The Fore backs 12 grassroots organisations in its latest cohort. Unrestricted grants and strategic support will go to small charities and social enterprises tackling social and environmental challenges across the UK.


Each organisation will receive up to £45,000 in unrestricted funding, alongside a wraparound support package. The venture philanthropy fund said the final group emerged from a due diligence process that ended in “Dragons Den Style” panels featuring charity sector leaders and professionals from asset management and private banking, including C. Hoare & Co. and Kester Capital.

The latest cohort includes Alfie’s Squad, Power 2 Connect, Brighton Therapy Centre, Happy Healthy You, WilderMe CIC, Petallica Flower Farm CIC, Exeter Science Centre, Southwold & Waveney Regeneration Trust, Bassetlaw Food Bank, Balanced Horizon, Youth Mental Health Foundation, and Highlands Psychoanalytic Collective.

Several of the selected organisations are already using established local models to address growing demand. Alfie’s Squad, founded by a mother after her eight-year-old son lost his father to suicide, provides peer support for bereaved children and is looking to expand beyond local delivery. Power 2 Connect works through libraries and GP surgeries to tackle digital exclusion in London through device distribution, digital training, and crisis support. Brighton Therapy Centre, which delivered more than 3,000 free and low-cost therapy sessions in 2025, said the funding will support a new site and lift access to subsidised therapy by more than 220%.

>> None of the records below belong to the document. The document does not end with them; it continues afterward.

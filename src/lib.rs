//! # review-core
//!
//! Orchestrates automated code review: resolves a review scope into
//! artifacts, fans the artifacts out to pluggable analyzers, and reduces
//! their findings into a single merge recommendation.
//!
//! ## Quick Start
//!
//! ```no_run
//! use std::sync::Arc;
//!
//! use review_core::analyzer::builtin::builtin_registry;
//! use review_core::data::{Scope, ScopeRequest};
//! use review_core::git::GitRepository;
//! use review_core::ReviewRunner;
//!
//! # fn main() -> anyhow::Result<()> {
//! let runner = ReviewRunner::new(Arc::new(GitRepository::open()?), builtin_registry()?);
//! let report = runner.run_blocking(ScopeRequest::new(Scope::Diff).with_target("main..HEAD"))?;
//! println!("{}", report.recommendation.decision);
//! # Ok(())
//! # }
//! ```

#![warn(missing_docs)]
#![warn(clippy::all)]
#![deny(unsafe_code)]

pub mod aggregate;
pub mod analyzer;
pub mod cli;
pub mod config;
pub mod data;
pub mod error;
pub mod git;
pub mod recommend;
pub mod report;
pub mod review;
pub mod scope;

pub use crate::cli::Cli;
pub use crate::error::{Result, ReviewError};
pub use crate::review::ReviewRunner;

/// The current version of review-core.
pub const VERSION: &str = env!("CARGO_PKG_VERSION");
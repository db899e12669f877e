//! Merge recommendation policy.

use tracing::info;

use crate::data::{
    AggregatedResult, Confidence, Decision, Finding, FindingRef, PolicyRule, Rationale,
    Recommendation, Severity,
};

impl PolicyRule {
    /// Rules in evaluation order; the first that matches decides.
    pub const ORDERED: [Self; 4] = [
        Self::BlockerPresent,
        Self::ConfidentHighSeverity,
        Self::AdvisoryFindings,
        Self::NoBlockingFindings,
    ];

    /// Decision produced when this rule matches.
    pub fn decision(self) -> Decision {
        match self {
            Self::BlockerPresent => Decision::Block,
            Self::ConfidentHighSeverity => Decision::RequestChanges,
            Self::AdvisoryFindings => Decision::ApproveWithComments,
            Self::NoBlockingFindings => Decision::Approve,
        }
    }

    /// Returns `true` if `finding` triggers this rule.
    pub fn matches(self, finding: &Finding) -> bool {
        match self {
            Self::BlockerPresent => finding.severity == Severity::Blocker,
            Self::ConfidentHighSeverity => {
                finding.severity == Severity::High && finding.confidence >= Confidence::Med
            }
            Self::AdvisoryFindings => {
                (finding.severity == Severity::High && finding.confidence == Confidence::Low)
                    || finding.severity == Severity::Med
            }
            Self::NoBlockingFindings => false,
        }
    }
}

/// Derives the recommendation from aggregated findings.
///
/// Pure and order-independent: the decision depends only on the multiset
/// of severity/confidence pairs, and triggering findings are reported in
/// aggregated order.
pub fn reduce(result: &AggregatedResult) -> Recommendation {
    for rule in PolicyRule::ORDERED {
        let triggering: Vec<FindingRef> = result
            .findings
            .iter()
            .filter(|f| rule.matches(f))
            .map(FindingRef::from)
            .collect();
        if triggering.is_empty() {
            continue;
        }

        let decision = rule.decision();
        let summary = summary(rule, triggering.len());
        info!(decision = %decision, findings = triggering.len(), "Recommendation reached");
        return Recommendation {
            decision,
            rationale: Rationale {
                rule,
                summary,
                triggering,
            },
        };
    }

    info!(decision = %Decision::Approve, "Recommendation reached");
    Recommendation {
        decision: Decision::Approve,
        rationale: Rationale {
            rule: PolicyRule::NoBlockingFindings,
            summary: "no blocking or high-confidence high-severity findings".to_string(),
            triggering: Vec::new(),
        },
    }
}

fn summary(rule: PolicyRule, count: usize) -> String {
    let plural = if count == 1 { "" } else { "s" };
    match rule {
        PolicyRule::BlockerPresent => format!("{count} blocking finding{plural}"),
        PolicyRule::ConfidentHighSeverity => {
            format!("{count} high-severity finding{plural} with medium or high confidence")
        }
        PolicyRule::AdvisoryFindings => {
            format!("{count} medium or low-confidence high-severity finding{plural}")
        }
        PolicyRule::NoBlockingFindings => {
            "no blocking or high-confidence high-severity findings".to_string()
        }
    }
}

Mary Rose Gunn, CEO of The Fore, said: “Small charities are closest to the problems facing our society, but too often their innovative ideas and solutions struggle to get out of the grassroots because 92% of funding goes to the largest 8% of charities. This is a missed opportunity for creating the change our society needs.”

She added: “At The Fore, our mission is to change that. We help exceptional small charities and social enterprises build long-term resilience through investment-style grant funding so they can scale their impact and influence nationally.”

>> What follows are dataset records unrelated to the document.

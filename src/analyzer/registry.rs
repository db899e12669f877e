//! Append-only set of analyzers and their artifact partitioning.

use std::fmt;
use std::sync::Arc;

use tracing::debug;

use crate::analyzer::{Analyzer, AnalyzerDescriptor, FnAnalyzer};
use crate::data::{ArtifactRef, Finding};
use crate::error::{Result, ReviewError};
use crate::scope::PathMatcher;

/// One analyzer paired with the artifacts it applies to.
#[derive(Clone)]
pub struct AnalyzerAssignment {
    /// The analyzer's descriptor.
    pub descriptor: AnalyzerDescriptor,
    /// The analyzer itself.
    pub analyzer: Arc<dyn Analyzer>,
    /// Matching artifacts, never empty.
    pub artifacts: Arc<[ArtifactRef]>,
}

impl fmt::Debug for AnalyzerAssignment {
    fn fmt(&self, f: &mut fmt::Formatter<'_>) -> fmt::Result {
        f.debug_struct("AnalyzerAssignment")
            .field("descriptor", &self.descriptor)
            .field("artifacts", &self.artifacts.len())
            .finish_non_exhaustive()
    }
}

struct Entry {
    descriptor: AnalyzerDescriptor,
    matcher: PathMatcher,
    analyzer: Arc<dyn Analyzer>,
}

/// Analyzers available to a review run, in registration order.
///
/// Owned by the caller and handed to the runner; there is no global
/// registry.
#[derive(Default)]
pub struct AnalyzerRegistry {
    entries: Vec<Entry>,
}

impl AnalyzerRegistry {
    /// Creates an empty registry.
    pub fn new() -> Self {
        Self::default()
    }

    /// Registers an analyzer.
    ///
    /// Fails with [`ReviewError::DuplicateAnalyzer`] if the id is taken and
    /// with [`ReviewError::InvalidAnalyzerGlob`] if a glob does not parse.
    pub fn register<A>(&mut self, descriptor: AnalyzerDescriptor, analyzer: A) -> Result<()>
    where
        A: Analyzer + 'static,
    {
        self.register_shared(descriptor, Arc::new(analyzer))
    }

    /// Registers a synchronous analyzer function.
    pub fn register_fn<F>(&mut self, descriptor: AnalyzerDescriptor, func: F) -> Result<()>
    where
        F: Fn(&[ArtifactRef]) -> anyhow::Result<Vec<Finding>> + Send + Sync + 'static,
    {
        self.register(descriptor, FnAnalyzer::new(func))
    }

    /// Registers an analyzer that is already behind an `Arc`.
    pub fn register_shared(
        &mut self,
        descriptor: AnalyzerDescriptor,
        analyzer: Arc<dyn Analyzer>,
    ) -> Result<()> {
        if self.contains(&descriptor.id) {
            return Err(ReviewError::DuplicateAnalyzer(descriptor.id));
        }

        let matcher = PathMatcher::new(descriptor.applicable_globs.as_slice()).map_err(|e| {
            ReviewError::InvalidAnalyzerGlob {
                analyzer: descriptor.id.clone(),
                pattern: e.pattern,
                source: e.source,
            }
        })?;

        debug!(analyzer = %descriptor.id, category = %descriptor.category, "Registered analyzer");
        self.entries.push(Entry {
            descriptor,
            matcher,
            analyzer,
        });
        Ok(())
    }

    /// Returns `true` if an analyzer with `id` is registered.
    pub fn contains(&self, id: &str) -> bool {
        self.entries.iter().any(|e| e.descriptor.id == id)
    }

    /// Number of registered analyzers.
    pub fn len(&self) -> usize {
        self.entries.len()
    }

    /// Returns `true` if nothing is registered.
    pub fn is_empty(&self) -> bool {
        self.entries.is_empty()
    }

    /// Iterates over descriptors in registration order.
    pub fn descriptors(&self) -> impl Iterator<Item = &AnalyzerDescriptor> {
        self.entries.iter().map(|e| &e.descriptor)
    }

    /// Partitions `artifacts` per analyzer by glob match.
    ///
    /// Analyzers matching nothing are left out; artifact order is preserved
    /// within each assignment.
    pub fn applicable_analyzers(&self, artifacts: &[ArtifactRef]) -> Vec<AnalyzerAssignment> {
        self.entries
            .iter()
            .filter_map(|entry| {
                let matching: Vec<ArtifactRef> = artifacts
                    .iter()
                    .filter(|a| entry.matcher.matches(&a.path))
                    .cloned()
                    .collect();

                if matching.is_empty() {
                    debug!(analyzer = %entry.descriptor.id, "No applicable artifacts, skipping");
                    return None;
                }

                Some(AnalyzerAssignment {
                    descriptor: entry.descriptor.clone(),
                    analyzer: Arc::clone(&entry.analyzer),
                    artifacts: Arc::from(matching),
                })
            })
            .collect()
    }
}

impl fmt::Debug for AnalyzerRegistry {
    fn fmt(&self, f: &mut fmt::Formatter<'_>) -> fmt::Result {
        f.debug_list().entries(self.descriptors()).finish()
    }
}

By concentrating on unrestricted support rather than tightly ringfenced project funding, The Fore is backing organisations that are often strongest in delivery but more constrained in capacity. For the successful applicants, the grants are intended to give leadership teams more room to strengthen operations, test expansion, and build resilience while staying close to the communities they already serve.